Open sizmailov opened 1 year ago

sizmailov commented 1 year ago

Originated from #109 by @TheTripleV

auscompgeek commented 1 year ago

should really use numpy.typing, specifically numpy.typing.NDArray

TheTripleV commented 1 year ago

Iirc numpy.typing leaves the size unspecified while ndtyping lets you type hint/(check?) the desired size.

auscompgeek commented 1 year ago

oh, hmm. open numpy issue by the looks of things: https://github.com/numpy/numpy/issues/16544

sizmailov commented 1 year ago

The question is, who would be the consumer of the resulting stubs? The potential candidates are a programmer and a static analysis tool (IDE included).

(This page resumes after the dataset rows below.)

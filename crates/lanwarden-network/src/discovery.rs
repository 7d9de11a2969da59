//! Phased host discovery over a /24 subnet
//!
//! Four phases run in strict sequence, each unioning its findings into a
//! running set: the ARP neighbor table, previously-seen device octets,
//! configured common ranges, and finally the full 1-254 sweep. Timeouts
//! escalate across phases on purpose - the fast phases surface the usual
//! suspects early while the exhaustive sweep runs last. A host counts as
//! alive on any single probe success; individual probe failures are silent
//! and never retried within a phase.

use crate::cancel::CancelToken;
use futures::stream::{self, StreamExt};
use lanwarden_core::Subnet;
use std::collections::{BTreeSet, HashMap};
use std::future::Future;
use std::net::Ipv4Addr;
use std::time::Duration;
use tokio::sync::mpsc;
use tracing::{debug, info, warn};

/// Host liveness capability
///
/// `arp_table` may return an empty table where the platform neighbor cache is
/// unreadable (sandboxing, unsupported OS) - a documented capability gap, not
/// an error. `is_alive` is an in-process connect check; no external ping
/// process is ever spawned.
pub trait LivenessProbe: Send + Sync + 'static {
    fn arp_table(&self) -> impl Future<Output = Vec<(Ipv4Addr, String)>> + Send;

    fn is_alive(&self, ip: Ipv4Addr, deadline: Duration) -> impl Future<Output = bool> + Send;
}

/// TCP-connect liveness probe
///
/// ICMP echo needs raw sockets, so liveness is inferred from TCP behavior on
/// a handful of commonly-open ports: a completed or refused connection both
/// prove a host is there.
#[derive(Debug, Clone)]
pub struct TcpLivenessProbe {
    ports: Vec<u16>,
}

impl Default for TcpLivenessProbe {
    fn default() -> Self {
        Self {
            ports: vec![80, 443, 22, 445, 8080, 62078],
        }
    }
}

impl TcpLivenessProbe {
    pub fn new(ports: Vec<u16>) -> Self {
        Self { ports }
    }
}

impl LivenessProbe for TcpLivenessProbe {
    async fn arp_table(&self) -> Vec<(Ipv4Addr, String)> {
        read_system_arp_table()
    }

    async fn is_alive(&self, ip: Ipv4Addr, deadline: Duration) -> bool {
        use crate::probe::{Probe, TcpProbe};

        // All candidate ports race under one shared deadline; the first
        // outcome that proves liveness wins.
        let probe = TcpProbe::new();
        let probes = self
            .ports
            .iter()
            .map(|&port| async move { probe.probe(ip, port, deadline).await });

        let mut unordered: futures::stream::FuturesUnordered<_> = probes.collect();
        while let Some(outcome) = unordered.next().await {
            if outcome.indicates_alive() {
                return true;
            }
        }
        false
    }
}

/// Read the platform neighbor cache. Linux exposes it at /proc/net/arp;
/// elsewhere this returns an empty table.
pub fn read_system_arp_table() -> Vec<(Ipv4Addr, String)> {
    #[cfg(target_os = "linux")]
    {
        match std::fs::read_to_string("/proc/net/arp") {
            Ok(content) => parse_proc_net_arp(&content),
            Err(e) => {
                warn!("ARP table unreadable ({}); discovery proceeds without it", e);
                Vec::new()
            }
        }
    }
    #[cfg(not(target_os = "linux"))]
    {
        Vec::new()
    }
}

/// Parse /proc/net/arp contents: "IP HWtype Flags HWaddress Mask Device"
fn parse_proc_net_arp(content: &str) -> Vec<(Ipv4Addr, String)> {
    let mut entries = Vec::new();
    for line in content.lines().skip(1) {
        let fields: Vec<&str> = line.split_whitespace().collect();
        if fields.len() < 4 {
            continue;
        }
        let Ok(ip) = fields[0].parse::<Ipv4Addr>() else {
            continue;
        };
        let mac = fields[3].to_uppercase();
        // Incomplete entries carry a zero MAC
        if mac == "00:00:00:00:00:00" {
            continue;
        }
        entries.push((ip, mac));
    }
    entries
}

/// One of the four sequential discovery strategies
#[derive(Debug, Clone, Copy, PartialEq, Eq)]
pub enum DiscoveryPhase {
    ArpTable,
    KnownDevices,
    CommonRanges,
    FullSweep,
}

impl DiscoveryPhase {
    /// Share of total discovery progress carried by this phase
    pub fn weight(&self) -> f64 {
        match self {
            DiscoveryPhase::ArpTable => 0.20,
            DiscoveryPhase::KnownDevices => 0.05,
            DiscoveryPhase::CommonRanges => 0.25,
            DiscoveryPhase::FullSweep => 0.50,
        }
    }

    pub fn label(&self) -> &'static str {
        match self {
            DiscoveryPhase::ArpTable => "Reading ARP table",
            DiscoveryPhase::KnownDevices => "Checking known devices",
            DiscoveryPhase::CommonRanges => "Probing common ranges",
            DiscoveryPhase::FullSweep => "Sweeping full subnet",
        }
    }

    fn base_fraction(&self) -> f64 {
        match self {
            DiscoveryPhase::ArpTable => 0.0,
            DiscoveryPhase::KnownDevices => 0.20,
            DiscoveryPhase::CommonRanges => 0.25,
            DiscoveryPhase::FullSweep => 0.50,
        }
    }
}

/// Incremental discovery progress event
#[derive(Debug, Clone)]
pub struct DiscoveryProgress {
    pub phase: DiscoveryPhase,
    /// Overall discovery fraction in [0,1]
    pub fraction: f64,
    /// Hosts found so far
    pub found: usize,
}

/// Final discovery output
#[derive(Debug, Clone, Default)]
pub struct DiscoveryReport {
    /// Reachable addresses, ascending numeric order
    pub ips: Vec<Ipv4Addr>,
    /// MAC addresses harvested from the ARP table
    pub macs: HashMap<Ipv4Addr, String>,
}

/// Host discovery configuration
#[derive(Debug, Clone)]
pub struct DiscoveryConfig {
    /// Last octets of previously-seen devices, probed in the fast phase
    pub known_octets: Vec<u8>,
    /// Likely-occupied last-octet ranges (inclusive)
    pub common_ranges: Vec<(u8, u8)>,
    /// Known-device phase timeout
    pub known_timeout: Duration,
    /// Common-range phase timeout
    pub common_timeout: Duration,
    /// Full-sweep phase timeout
    pub sweep_timeout: Duration,
    /// Maximum concurrent liveness probes
    pub concurrency: usize,
}

impl Default for DiscoveryConfig {
    fn default() -> Self {
        Self {
            known_octets: Vec::new(),
            common_ranges: vec![(1, 10), (20, 100), (100, 200), (200, 254)],
            known_timeout: Duration::from_millis(300),
            common_timeout: Duration::from_millis(400),
            sweep_timeout: Duration::from_millis(500),
            concurrency: 64,
        }
    }
}

/// Multi-phase host discoverer, generic over the liveness capability
pub struct HostDiscoverer<L: LivenessProbe> {
    config: DiscoveryConfig,
    liveness: L,
}

impl<L: LivenessProbe> HostDiscoverer<L> {
    pub fn new(liveness: L) -> Self {
        Self {
            config: DiscoveryConfig::default(),
            liveness,
        }
    }

    pub fn with_config(liveness: L, config: DiscoveryConfig) -> Self {
        Self { config, liveness }
    }

    /// Run all four phases and return the deduplicated, sorted host set.
    /// The found set only grows: no phase removes an earlier result.
    pub async fn discover(
        &self,
        subnet: &Subnet,
        cancel: &CancelToken,
        progress: Option<mpsc::UnboundedSender<DiscoveryProgress>>,
    ) -> DiscoveryReport {
        let mut found: BTreeSet<Ipv4Addr> = BTreeSet::new();
        let mut macs: HashMap<Ipv4Addr, String> = HashMap::new();

        // Phase 1: ARP neighbor cache
        if !cancel.is_cancelled() {
            info!("Discovery phase 1/4: {}", DiscoveryPhase::ArpTable.label());
            for (ip, mac) in self.liveness.arp_table().await {
                if subnet.contains(ip) {
                    found.insert(ip);
                    macs.insert(ip, mac);
                }
            }
            emit(&progress, DiscoveryPhase::ArpTable, 1.0, found.len());
            debug!("ARP table phase found {} hosts", found.len());
        }

        // Phase 2: previously-seen devices, short timeout
        if !cancel.is_cancelled() && !self.config.known_octets.is_empty() {
            info!(
                "Discovery phase 2/4: {}",
                DiscoveryPhase::KnownDevices.label()
            );
            let targets: Vec<Ipv4Addr> = self
                .config
                .known_octets
                .iter()
                .map(|&o| subnet.host(o))
                .filter(|ip| !found.contains(ip))
                .collect();
            self.probe_phase(
                DiscoveryPhase::KnownDevices,
                targets,
                self.config.known_timeout,
                cancel,
                &progress,
                &mut found,
            )
            .await;
        } else {
            emit(&progress, DiscoveryPhase::KnownDevices, 1.0, found.len());
        }

        // Phase 3: common ranges, medium timeout
        if !cancel.is_cancelled() {
            info!(
                "Discovery phase 3/4: {}",
                DiscoveryPhase::CommonRanges.label()
            );
            let mut targets: Vec<Ipv4Addr> = Vec::new();
            let mut queued: BTreeSet<Ipv4Addr> = BTreeSet::new();
            for &(start, end) in &self.config.common_ranges {
                for octet in start..=end.min(254) {
                    let ip = subnet.host(octet);
                    if !found.contains(&ip) && queued.insert(ip) {
                        targets.push(ip);
                    }
                }
            }
            self.probe_phase(
                DiscoveryPhase::CommonRanges,
                targets,
                self.config.common_timeout,
                cancel,
                &progress,
                &mut found,
            )
            .await;
        }

        // Phase 4: everything not yet covered, standard timeout
        if !cancel.is_cancelled() {
            info!("Discovery phase 4/4: {}", DiscoveryPhase::FullSweep.label());
            let targets: Vec<Ipv4Addr> =
                subnet.hosts().filter(|ip| !found.contains(ip)).collect();
            self.probe_phase(
                DiscoveryPhase::FullSweep,
                targets,
                self.config.sweep_timeout,
                cancel,
                &progress,
                &mut found,
            )
            .await;
        }

        info!("Discovery complete: {} hosts reachable", found.len());
        DiscoveryReport {
            ips: found.into_iter().collect(),
            macs,
        }
    }

    /// Probe a target list with bounded fan-out, unioning successes into the
    /// running set and emitting incremental progress.
    async fn probe_phase(
        &self,
        phase: DiscoveryPhase,
        targets: Vec<Ipv4Addr>,
        deadline: Duration,
        cancel: &CancelToken,
        progress: &Option<mpsc::UnboundedSender<DiscoveryProgress>>,
        found: &mut BTreeSet<Ipv4Addr>,
    ) {
        let total = targets.len();
        if total == 0 {
            emit(progress, phase, 1.0, found.len());
            return;
        }

        let mut completed = 0usize;
        let mut results = stream::iter(targets)
            .map(|ip| {
                let liveness = &self.liveness;
                async move { (ip, liveness.is_alive(ip, deadline).await) }
            })
            .buffer_unordered(self.config.concurrency);

        while let Some((ip, alive)) = results.next().await {
            completed += 1;
            if alive {
                found.insert(ip);
                debug!("Host {} is up ({})", ip, phase.label());
            }
            emit(progress, phase, completed as f64 / total as f64, found.len());
            if cancel.is_cancelled() {
                debug!("Discovery cancelled during {}", phase.label());
                break;
            }
        }
    }
}

fn emit(
    progress: &Option<mpsc::UnboundedSender<DiscoveryProgress>>,
    phase: DiscoveryPhase,
    phase_fraction: f64,
    found: usize,
) {
    if let Some(tx) = progress {
        let fraction = phase.base_fraction() + phase.weight() * phase_fraction.clamp(0.0, 1.0);
        let _ = tx.send(DiscoveryProgress {
            phase,
            fraction,
            found,
        });
    }
}
//! Compliance checks - named pass/fail rules over the device list

use lanwarden_core::target::is_backdoor_port;
use lanwarden_core::{Device, DeviceInventory};
use serde::{Deserialize, Serialize};

const DATABASE_PORTS: &[u16] = &[1433, 3306, 5432, 6379, 27017];

/// One named rule with the devices that violated it
#[derive(Debug, Clone, PartialEq, Eq, Serialize, Deserialize)]
pub struct ComplianceCheck {
    pub name: String,
    pub passed: bool,
    /// Identities of devices failing the rule
    pub failing_devices: Vec<String>,
}

impl ComplianceCheck {
    fn evaluate<F>(name: &str, inventory: &DeviceInventory, violates: F) -> Self
    where
        F: Fn(&Device) -> bool,
    {
        let failing_devices: Vec<String> = inventory
            .iter()
            .filter(|d| violates(d))
            .map(|d| d.identity())
            .collect();
        Self {
            name: name.to_string(),
            passed: failing_devices.is_empty(),
            failing_devices,
        }
    }
}

/// Results of a full framework run
#[derive(Debug, Clone, Serialize, Deserialize)]
pub struct ComplianceReport {
    pub framework: String,
    pub checks: Vec<ComplianceCheck>,
    pub passed: usize,
    pub failed: usize,
}

impl ComplianceReport {
    /// Run the baseline home-network hardening checks
    pub fn baseline(inventory: &DeviceInventory) -> Self {
        let checks = vec![
            ComplianceCheck::evaluate("No telnet services", inventory, |d| d.has_open_port(23)),
            ComplianceCheck::evaluate("No backdoor ports", inventory, |d| {
                d.open_port_numbers().iter().any(|&p| is_backdoor_port(p))
            }),
            ComplianceCheck::evaluate("No exposed databases", inventory, |d| {
                d.open_port_numbers().iter().any(|p| DATABASE_PORTS.contains(p))
            }),
            ComplianceCheck::evaluate("All devices known", inventory, |d| !d.is_known_device),
            ComplianceCheck::evaluate("Encrypted management only", inventory, |d| {
                let open = d.open_port_numbers();
                let http = open.contains(&80) || open.contains(&8080);
                let https = open.contains(&443) || open.contains(&8443);
                http && !https
            }),
        ];

        let passed = checks.iter().filter(|c| c.passed).count();
        let failed = checks.len() - passed;
        Self {
            framework: String::from("baseline"),
            checks,
            passed,
            failed,
        }
    }

    pub fn is_compliant(&self) -> bool {
        self.failed == 0
    }
}

#[cfg(test)]
mod tests {
    use super::*;
    use lanwarden_core::PortInfo;
    use std::net::Ipv4Addr;

    fn known_device(last_octet: u8, ports: &[u16]) -> Device {
        let mut d = Device::new(Ipv4Addr::new(10, 0, 0, last_octet));
        d.is_known_device = true;
        for &port in ports {
            d.add_port(PortInfo::open(port));
        }
        d
    }

    #[test]
    fn test_clean_inventory_is_compliant() {
        let inventory: DeviceInventory =
            vec![known_device(1, &[22, 443]), known_device(2, &[443])]
                .into_iter()
                .collect();
        let report = ComplianceReport::baseline(&inventory);

        assert!(report.is_compliant());
        assert_eq!(report.passed, report.checks.len());
    }

    #[test]
    fn test_violations_name_the_device() {
        let mut unknown = Device::new(Ipv4Addr::new(10, 0, 0, 66));
        unknown.add_port(PortInfo::open(23));
        unknown.add_port(PortInfo::open(3306));
        let inventory: DeviceInventory = vec![known_device(1, &[443]), unknown]
            .into_iter()
            .collect();

        let report = ComplianceReport::baseline(&inventory);
        assert!(!report.is_compliant());

        let telnet = report
            .checks
            .iter()
            .find(|c| c.name == "No telnet services")
            .unwrap();
        assert!(!telnet.passed);
        assert_eq!(telnet.failing_devices, vec!["10.0.0.66"]);

        let known = report.checks.iter().find(|c| c.name == "All devices known").unwrap();
        assert_eq!(known.failing_devices, vec!["10.0.0.66"]);
    }

    #[test]
    fn test_plaintext_management_check() {
        let inventory: DeviceInventory = vec![known_device(3, &[80])].into_iter().collect();
        let report = ComplianceReport::baseline(&inventory);
        let check = report
            .checks
            .iter()
            .find(|c| c.name == "Encrypted management only")
            .unwrap();
        assert!(!check.passed);
    }
}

For a human being, the shorter notation is preferable, so original pybind11 rendering is OK (more or less) IDE and static analysis tools do not currently respect the dimensions but are strict on the format of the annotation.

It would be nearly impossible to make everyone happy at once. Therefore, there would be various "flavors" of stubs of the same library for different consumers until we have a universal standard.

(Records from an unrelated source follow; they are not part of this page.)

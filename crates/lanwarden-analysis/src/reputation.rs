//! Device reputation scoring
//!
//! The score starts at a neutral baseline and every adjustment is retained as
//! a `ReputationFactor`, so a report can always show why a device landed
//! where it did. Scoring is a pure function of the device, its uptime
//! history, and its incident count.

use crate::uptime::UptimeRecord;
use lanwarden_core::target::{is_backdoor_port, is_dangerous_port};
use lanwarden_core::{Device, DeviceInventory, DeviceType};
use serde::{Deserialize, Serialize};
use tracing::debug;

const BASELINE_SCORE: i32 = 50;

/// Observations below this count are too thin to judge availability
const MIN_UPTIME_OBSERVATIONS: usize = 10;

/// Reputation rating bands
#[derive(Debug, Clone, Copy, PartialEq, Eq, Hash, Serialize, Deserialize)]
pub enum ReputationRating {
    Trusted,
    Reliable,
    Acceptable,
    Questionable,
    Untrusted,
}

impl ReputationRating {
    pub fn from_score(score: u8) -> Self {
        match score {
            90..=100 => ReputationRating::Trusted,
            75..=89 => ReputationRating::Reliable,
            60..=74 => ReputationRating::Acceptable,
            40..=59 => ReputationRating::Questionable,
            _ => ReputationRating::Untrusted,
        }
    }

    pub fn as_str(&self) -> &'static str {
        match self {
            ReputationRating::Trusted => "Trusted",
            ReputationRating::Reliable => "Reliable",
            ReputationRating::Acceptable => "Acceptable",
            ReputationRating::Questionable => "Questionable",
            ReputationRating::Untrusted => "Untrusted",
        }
    }
}

impl std::fmt::Display for ReputationRating {
    fn fmt(&self, f: &mut std::fmt::Formatter<'_>) -> std::fmt::Result {
        write!(f, "{}", self.as_str())
    }
}

/// One scoring adjustment, kept for the report breakdown
#[derive(Debug, Clone, PartialEq, Eq, Serialize, Deserialize)]
pub struct ReputationFactor {
    /// Grouping label ("Device Type", "Open Ports", ...)
    pub category: String,
    /// Signed score delta
    pub impact: i32,
    /// Human-readable explanation
    pub reason: String,
}

impl ReputationFactor {
    fn new(category: &str, impact: i32, reason: impl Into<String>) -> Self {
        Self {
            category: category.to_string(),
            impact,
            reason: reason.into(),
        }
    }
}

/// Scored reputation for one device
#[derive(Debug, Clone, Serialize, Deserialize)]
pub struct DeviceReputation {
    /// Device identity key (MAC when known, else IP)
    pub device_id: String,
    /// Final score, clamped to [0, 100]
    pub score: u8,
    pub rating: ReputationRating,
    /// Every adjustment that produced the score, in application order
    pub factors: Vec<ReputationFactor>,
}

/// Reputation scorer with static manufacturer trust lists
pub struct ReputationScorer {
    trusted_manufacturers: Vec<&'static str>,
    reliable_manufacturers: Vec<&'static str>,
    questionable_manufacturers: Vec<&'static str>,
}

impl Default for ReputationScorer {
    fn default() -> Self {
        Self::new()
    }
}

impl ReputationScorer {
    pub fn new() -> Self {
        Self {
            trusted_manufacturers: vec![
                "Apple",
                "Cisco",
                "Ubiquiti",
                "Synology",
                "Intel",
                "Hewlett Packard",
                "Dell",
                "Fortinet",
            ],
            reliable_manufacturers: vec![
                "Samsung",
                "Google",
                "Amazon",
                "Netgear",
                "Asus",
                "Brother",
                "Canon",
                "Seiko Epson",
                "Raspberry Pi Foundation",
                "Philips Hue",
            ],
            questionable_manufacturers: vec!["Shenzhen", "Generic", "Unknown OEM"],
        }
    }

    /// Score a device. Pure: the same inputs always produce the same
    /// reputation, factors in a fixed order.
    pub fn score(
        &self,
        device: &Device,
        uptime: Option<&UptimeRecord>,
        incident_count: u32,
    ) -> DeviceReputation {
        let mut factors = Vec::new();

        factors.push(self.device_type_factor(device.device_type));
        if let Some(factor) = self.manufacturer_factor(device.manufacturer.as_deref()) {
            factors.push(factor);
        }
        factors.extend(self.port_factors(device));
        factors.extend(self.identity_factors(device));
        if let Some(factor) = self.uptime_factor(uptime) {
            factors.push(factor);
        }
        if incident_count > 0 {
            let penalty = (incident_count as i32 * -10).max(-40);
            factors.push(ReputationFactor::new(
                "Security Incidents",
                penalty,
                format!("{} recorded incident(s)", incident_count),
            ));
        }
        if !device.is_online {
            factors.push(ReputationFactor::new(
                "Availability",
                -10,
                "Device did not respond during the last scan",
            ));
        }

        let raw: i32 = BASELINE_SCORE + factors.iter().map(|f| f.impact).sum::<i32>();
        let score = raw.clamp(0, 100) as u8;
        let rating = ReputationRating::from_score(score);

        debug!(
            "Scored {} at {} ({}) from {} factors",
            device.identity(),
            score,
            rating,
            factors.len()
        );

        DeviceReputation {
            device_id: device.identity(),
            score,
            rating,
            factors,
        }
    }

    fn device_type_factor(&self, device_type: DeviceType) -> ReputationFactor {
        let impact = match device_type {
            DeviceType::Router => 10,
            DeviceType::Server | DeviceType::Computer | DeviceType::Mobile => 5,
            DeviceType::Printer => 0,
            DeviceType::Iot => -10,
            DeviceType::Unknown => -5,
        };
        ReputationFactor::new(
            "Device Type",
            impact,
            format!("Classified as {}", device_type),
        )
    }

    fn manufacturer_factor(&self, manufacturer: Option<&str>) -> Option<ReputationFactor> {
        let vendor = manufacturer?;
        let (impact, label) = if self.trusted_manufacturers.iter().any(|m| vendor.contains(m)) {
            (10, "trusted")
        } else if self.reliable_manufacturers.iter().any(|m| vendor.contains(m)) {
            (5, "reliable")
        } else if self
            .questionable_manufacturers
            .iter()
            .any(|m| vendor.contains(m))
        {
            (-15, "questionable")
        } else {
            return None;
        };
        Some(ReputationFactor::new(
            "Manufacturer",
            impact,
            format!("{} is a {} vendor", vendor, label),
        ))
    }

    fn port_factors(&self, device: &Device) -> Vec<ReputationFactor> {
        let mut factors = Vec::new();
        let open_ports = device.open_port_numbers();

        for &port in open_ports.iter().filter(|&&p| is_dangerous_port(p)) {
            factors.push(ReputationFactor::new(
                "Open Ports",
                -8,
                format!("Dangerous port {} exposed", port),
            ));
        }

        let backdoor: Vec<u16> = open_ports
            .iter()
            .copied()
            .filter(|&p| is_backdoor_port(p))
            .collect();
        if !backdoor.is_empty() {
            let listed = backdoor
                .iter()
                .map(|p| p.to_string())
                .collect::<Vec<_>>()
                .join(", ");
            factors.push(ReputationFactor::new(
                "Malware Indicators",
                -40,
                format!("Known backdoor port(s) open: {}", listed),
            ));
        }

        let surface_penalty = match open_ports.len() {
            0..=3 => 0,
            4..=7 => -5,
            8..=14 => -10,
            _ => -20,
        };
        if surface_penalty != 0 {
            factors.push(ReputationFactor::new(
                "Attack Surface",
                surface_penalty,
                format!("{} open ports", open_ports.len()),
            ));
        }

        if open_ports.contains(&443) || open_ports.contains(&22) {
            factors.push(ReputationFactor::new(
                "Secure Protocols",
                5,
                "Encrypted management available (443/22)",
            ));
        }

        factors
    }

    fn identity_factors(&self, device: &Device) -> Vec<ReputationFactor> {
        let mut factors = Vec::new();
        if device.is_rogue {
            factors.push(ReputationFactor::new(
                "Rogue Device",
                -30,
                "Recently appeared and not on the allowlist",
            ));
        } else if device.is_known_device {
            factors.push(ReputationFactor::new(
                "Known Device",
                15,
                "On the allowlist",
            ));
        }
        factors
    }

    fn uptime_factor(&self, uptime: Option<&UptimeRecord>) -> Option<ReputationFactor> {
        let record = uptime?;
        if record.observation_count() < MIN_UPTIME_OBSERVATIONS {
            return None;
        }
        let pct = record.uptime_percentage();
        let impact = if pct >= 99.0 {
            5
        } else if pct >= 95.0 {
            2
        } else if pct < 70.0 {
            -5
        } else {
            return None;
        };
        Some(ReputationFactor::new(
            "Uptime",
            impact,
            format!("{:.1}% availability", pct),
        ))
    }
}

/// Aggregate statistics over a scored inventory
#[derive(Debug, Clone, Serialize, Deserialize)]
pub struct ReputationStatistics {
    pub device_count: usize,
    pub average_score: f64,
    pub trusted: usize,
    pub reliable: usize,
    pub acceptable: usize,
    pub questionable: usize,
    pub untrusted: usize,
    /// Device ids with the lowest scores, worst first (up to five)
    pub lowest_devices: Vec<(String, u8)>,
}

impl ReputationStatistics {
    pub fn from_reputations(reputations: &[DeviceReputation]) -> Self {
        let device_count = reputations.len();
        let average_score = if device_count == 0 {
            0.0
        } else {
            reputations.iter().map(|r| r.score as f64).sum::<f64>() / device_count as f64
        };

        let count = |rating: ReputationRating| {
            reputations.iter().filter(|r| r.rating == rating).count()
        };

        let mut lowest: Vec<(String, u8)> = reputations
            .iter()
            .map(|r| (r.device_id.clone(), r.score))
            .collect();
        lowest.sort_by_key(|(_, score)| *score);
        lowest.truncate(5);

        Self {
            device_count,
            average_score,
            trusted: count(ReputationRating::Trusted),
            reliable: count(ReputationRating::Reliable),
            acceptable: count(ReputationRating::Acceptable),
            questionable: count(ReputationRating::Questionable),
            untrusted: count(ReputationRating::Untrusted),
            lowest_devices: lowest,
        }
    }

    /// Score the whole inventory and aggregate in one pass
    pub fn from_inventory(scorer: &ReputationScorer, inventory: &DeviceInventory) -> Self {
        let reputations: Vec<DeviceReputation> = inventory
            .iter()
            .map(|d| scorer.score(d, None, 0))
            .collect();
        Self::from_reputations(&reputations)
    }
}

The nptyping seems to implement runtime checks only.

I'm sure the runtime tools (nptyping included) never use stub *.pyi files directly. So, the consumer of stubs is still a programmer, but he can be spared from the burden of transformation from one notation to another.

I included the rewrite of np.ndarray as Annotated[np.ndarray, TYPE, FixedSize(DIMS) ] (enabled by --numpy-array-wrap-with-annotated-fixed-size option) as one that 1) relatively short 2) validates with mypy 3) preserves dimension information.

Another included rewrite removes all "generic" parameters (enabled by --numpy-array-remove-parameters). It does not preserve the type or dimension, but it's trivial to implement and allows it to pass static analysis checks quickly.

We can add more rewrites (enabled by separate mutually exclusive options) to accommodate a broader range of use cases.

I like numpy.typing.NDArray more since it's in the official package, but the shape annotation must be a(!) type(!) itself, the type required to be wrapped in numpy.dtype. So it's verbose and arbitrary (for the shape part)

The nptyping is not that vague, but probably it would not be in the mainstream.

I don't see much of a problem with having both of them.

TheTripleV commented 1 year ago

The problem with Annotated for me is that the Vscode python extension doesn't show the information in annotated. I expect the majority of my users to be in vscode with Microsoft's python extension enabled.